**** Data for analysis ****
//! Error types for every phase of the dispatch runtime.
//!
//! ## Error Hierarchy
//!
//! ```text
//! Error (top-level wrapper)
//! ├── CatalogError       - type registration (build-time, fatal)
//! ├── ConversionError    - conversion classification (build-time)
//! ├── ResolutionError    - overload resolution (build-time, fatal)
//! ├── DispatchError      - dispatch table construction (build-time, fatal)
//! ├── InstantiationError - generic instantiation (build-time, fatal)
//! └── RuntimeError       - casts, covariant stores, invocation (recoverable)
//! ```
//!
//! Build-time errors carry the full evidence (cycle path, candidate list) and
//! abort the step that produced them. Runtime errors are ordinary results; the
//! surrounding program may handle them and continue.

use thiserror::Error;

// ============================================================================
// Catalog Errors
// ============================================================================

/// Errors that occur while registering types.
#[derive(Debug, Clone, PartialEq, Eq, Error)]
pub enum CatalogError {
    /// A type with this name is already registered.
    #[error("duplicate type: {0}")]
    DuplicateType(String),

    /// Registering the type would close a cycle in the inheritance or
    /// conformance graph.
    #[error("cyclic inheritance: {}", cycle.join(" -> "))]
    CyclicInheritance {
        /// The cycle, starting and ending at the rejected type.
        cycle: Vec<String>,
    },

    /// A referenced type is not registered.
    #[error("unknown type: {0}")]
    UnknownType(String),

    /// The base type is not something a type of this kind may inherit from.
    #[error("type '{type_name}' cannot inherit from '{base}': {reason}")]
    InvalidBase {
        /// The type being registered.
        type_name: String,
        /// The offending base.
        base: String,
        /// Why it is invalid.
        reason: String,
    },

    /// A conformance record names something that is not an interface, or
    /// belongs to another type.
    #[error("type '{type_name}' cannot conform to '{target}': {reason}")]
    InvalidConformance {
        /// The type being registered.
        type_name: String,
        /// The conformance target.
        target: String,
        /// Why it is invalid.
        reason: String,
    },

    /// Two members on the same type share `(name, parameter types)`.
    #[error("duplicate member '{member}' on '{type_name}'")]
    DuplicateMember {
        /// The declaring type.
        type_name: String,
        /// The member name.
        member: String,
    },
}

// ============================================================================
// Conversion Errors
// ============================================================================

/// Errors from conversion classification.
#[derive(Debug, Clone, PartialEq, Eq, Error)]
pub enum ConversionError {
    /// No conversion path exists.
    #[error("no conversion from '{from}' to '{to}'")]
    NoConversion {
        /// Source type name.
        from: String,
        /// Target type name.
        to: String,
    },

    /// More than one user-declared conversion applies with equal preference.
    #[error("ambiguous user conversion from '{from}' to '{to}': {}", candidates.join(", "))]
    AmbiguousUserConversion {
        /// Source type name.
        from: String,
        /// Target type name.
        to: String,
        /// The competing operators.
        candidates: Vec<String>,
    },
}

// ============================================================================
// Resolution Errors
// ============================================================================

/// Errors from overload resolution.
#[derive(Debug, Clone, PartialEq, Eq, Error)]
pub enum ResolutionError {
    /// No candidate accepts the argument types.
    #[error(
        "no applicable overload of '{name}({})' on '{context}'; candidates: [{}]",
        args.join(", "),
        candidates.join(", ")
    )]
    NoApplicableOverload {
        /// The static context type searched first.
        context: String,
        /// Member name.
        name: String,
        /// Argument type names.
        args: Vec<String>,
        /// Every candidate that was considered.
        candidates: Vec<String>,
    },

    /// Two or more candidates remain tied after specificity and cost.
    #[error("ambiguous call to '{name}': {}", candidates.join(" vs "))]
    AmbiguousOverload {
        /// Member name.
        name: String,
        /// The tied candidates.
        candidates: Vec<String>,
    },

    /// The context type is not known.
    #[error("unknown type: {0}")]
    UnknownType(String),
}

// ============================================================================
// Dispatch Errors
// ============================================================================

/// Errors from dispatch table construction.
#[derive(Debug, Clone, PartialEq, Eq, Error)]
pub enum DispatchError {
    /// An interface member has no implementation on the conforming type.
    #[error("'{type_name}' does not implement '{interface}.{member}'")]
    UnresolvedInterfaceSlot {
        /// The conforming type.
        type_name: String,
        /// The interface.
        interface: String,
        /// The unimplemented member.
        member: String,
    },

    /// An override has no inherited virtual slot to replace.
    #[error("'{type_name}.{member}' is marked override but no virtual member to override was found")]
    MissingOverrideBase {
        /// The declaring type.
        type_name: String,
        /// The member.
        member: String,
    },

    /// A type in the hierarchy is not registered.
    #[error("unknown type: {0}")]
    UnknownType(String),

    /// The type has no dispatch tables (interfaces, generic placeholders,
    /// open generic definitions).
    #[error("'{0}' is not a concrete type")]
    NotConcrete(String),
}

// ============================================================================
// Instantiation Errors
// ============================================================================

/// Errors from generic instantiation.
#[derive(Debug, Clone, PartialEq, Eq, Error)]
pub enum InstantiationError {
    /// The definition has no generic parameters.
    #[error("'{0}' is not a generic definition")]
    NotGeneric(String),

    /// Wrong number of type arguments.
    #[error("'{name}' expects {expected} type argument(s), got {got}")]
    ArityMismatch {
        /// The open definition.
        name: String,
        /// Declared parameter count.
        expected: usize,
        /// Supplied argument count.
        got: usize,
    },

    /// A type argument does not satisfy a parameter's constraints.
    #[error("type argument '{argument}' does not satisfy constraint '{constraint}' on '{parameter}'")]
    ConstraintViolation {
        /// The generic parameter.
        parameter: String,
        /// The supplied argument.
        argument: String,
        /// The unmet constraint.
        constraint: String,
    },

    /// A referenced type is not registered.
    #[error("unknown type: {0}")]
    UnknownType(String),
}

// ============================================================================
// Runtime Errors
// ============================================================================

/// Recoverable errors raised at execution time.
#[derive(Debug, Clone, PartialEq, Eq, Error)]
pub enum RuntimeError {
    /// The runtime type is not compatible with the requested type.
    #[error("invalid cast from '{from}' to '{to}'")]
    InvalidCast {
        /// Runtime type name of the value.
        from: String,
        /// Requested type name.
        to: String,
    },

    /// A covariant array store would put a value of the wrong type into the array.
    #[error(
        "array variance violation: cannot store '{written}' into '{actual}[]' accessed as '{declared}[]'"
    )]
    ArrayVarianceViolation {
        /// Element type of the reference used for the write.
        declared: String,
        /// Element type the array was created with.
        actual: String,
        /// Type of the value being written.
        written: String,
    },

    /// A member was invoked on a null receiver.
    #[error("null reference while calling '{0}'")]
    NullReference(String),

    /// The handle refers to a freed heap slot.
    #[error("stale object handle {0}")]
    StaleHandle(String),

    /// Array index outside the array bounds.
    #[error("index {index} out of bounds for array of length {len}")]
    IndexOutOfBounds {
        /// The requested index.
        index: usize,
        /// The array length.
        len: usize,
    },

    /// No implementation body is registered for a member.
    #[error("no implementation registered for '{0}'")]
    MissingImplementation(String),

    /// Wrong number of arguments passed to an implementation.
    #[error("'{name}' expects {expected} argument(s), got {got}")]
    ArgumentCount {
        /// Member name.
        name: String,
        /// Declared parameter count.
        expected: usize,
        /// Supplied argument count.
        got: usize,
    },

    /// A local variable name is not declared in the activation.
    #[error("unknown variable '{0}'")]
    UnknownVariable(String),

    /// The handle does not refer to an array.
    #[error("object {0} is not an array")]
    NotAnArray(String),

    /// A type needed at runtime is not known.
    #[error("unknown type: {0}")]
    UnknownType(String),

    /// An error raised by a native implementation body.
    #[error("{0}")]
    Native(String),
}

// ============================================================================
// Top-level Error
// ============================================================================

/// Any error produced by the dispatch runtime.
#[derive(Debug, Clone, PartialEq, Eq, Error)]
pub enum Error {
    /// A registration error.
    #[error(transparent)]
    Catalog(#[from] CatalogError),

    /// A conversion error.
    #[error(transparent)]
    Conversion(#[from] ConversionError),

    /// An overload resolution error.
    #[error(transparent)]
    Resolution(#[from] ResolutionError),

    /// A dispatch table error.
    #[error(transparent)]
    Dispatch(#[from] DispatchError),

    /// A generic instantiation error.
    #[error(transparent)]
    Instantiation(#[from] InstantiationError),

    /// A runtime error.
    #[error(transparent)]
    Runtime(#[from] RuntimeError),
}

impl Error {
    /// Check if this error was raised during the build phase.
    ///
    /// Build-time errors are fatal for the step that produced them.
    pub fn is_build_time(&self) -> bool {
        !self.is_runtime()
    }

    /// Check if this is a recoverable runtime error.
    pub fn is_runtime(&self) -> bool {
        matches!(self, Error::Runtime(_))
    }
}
****
**** Data for analysis ****
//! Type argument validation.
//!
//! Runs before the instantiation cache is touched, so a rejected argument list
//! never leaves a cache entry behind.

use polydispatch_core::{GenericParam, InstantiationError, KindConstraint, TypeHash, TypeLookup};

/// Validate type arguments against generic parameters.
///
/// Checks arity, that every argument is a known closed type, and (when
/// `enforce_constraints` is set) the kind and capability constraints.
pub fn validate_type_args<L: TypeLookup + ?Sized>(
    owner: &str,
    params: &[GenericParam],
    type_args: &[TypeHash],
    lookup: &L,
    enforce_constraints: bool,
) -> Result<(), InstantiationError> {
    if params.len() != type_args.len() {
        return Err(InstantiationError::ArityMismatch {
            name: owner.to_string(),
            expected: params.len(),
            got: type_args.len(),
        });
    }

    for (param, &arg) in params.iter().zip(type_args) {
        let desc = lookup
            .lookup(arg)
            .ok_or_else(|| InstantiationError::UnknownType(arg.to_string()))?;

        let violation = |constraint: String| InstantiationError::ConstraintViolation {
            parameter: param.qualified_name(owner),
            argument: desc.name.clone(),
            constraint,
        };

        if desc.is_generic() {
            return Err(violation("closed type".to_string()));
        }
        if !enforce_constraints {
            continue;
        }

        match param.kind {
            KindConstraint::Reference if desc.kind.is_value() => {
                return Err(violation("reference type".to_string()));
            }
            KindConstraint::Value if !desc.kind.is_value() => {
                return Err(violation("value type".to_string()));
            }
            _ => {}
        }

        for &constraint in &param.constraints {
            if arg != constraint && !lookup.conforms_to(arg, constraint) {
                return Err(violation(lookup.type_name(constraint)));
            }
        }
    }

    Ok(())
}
****
Out of the data above, return each line where the word "fatal" can be found.

//! ├── CatalogError       - type registration (build-time, fatal)
//! ├── ResolutionError    - overload resolution (build-time, fatal)
//! ├── DispatchError      - dispatch table construction (build-time, fatal)
//! ├── InstantiationError - generic instantiation (build-time, fatal)
    /// Build-time errors are fatal for the step that produced them.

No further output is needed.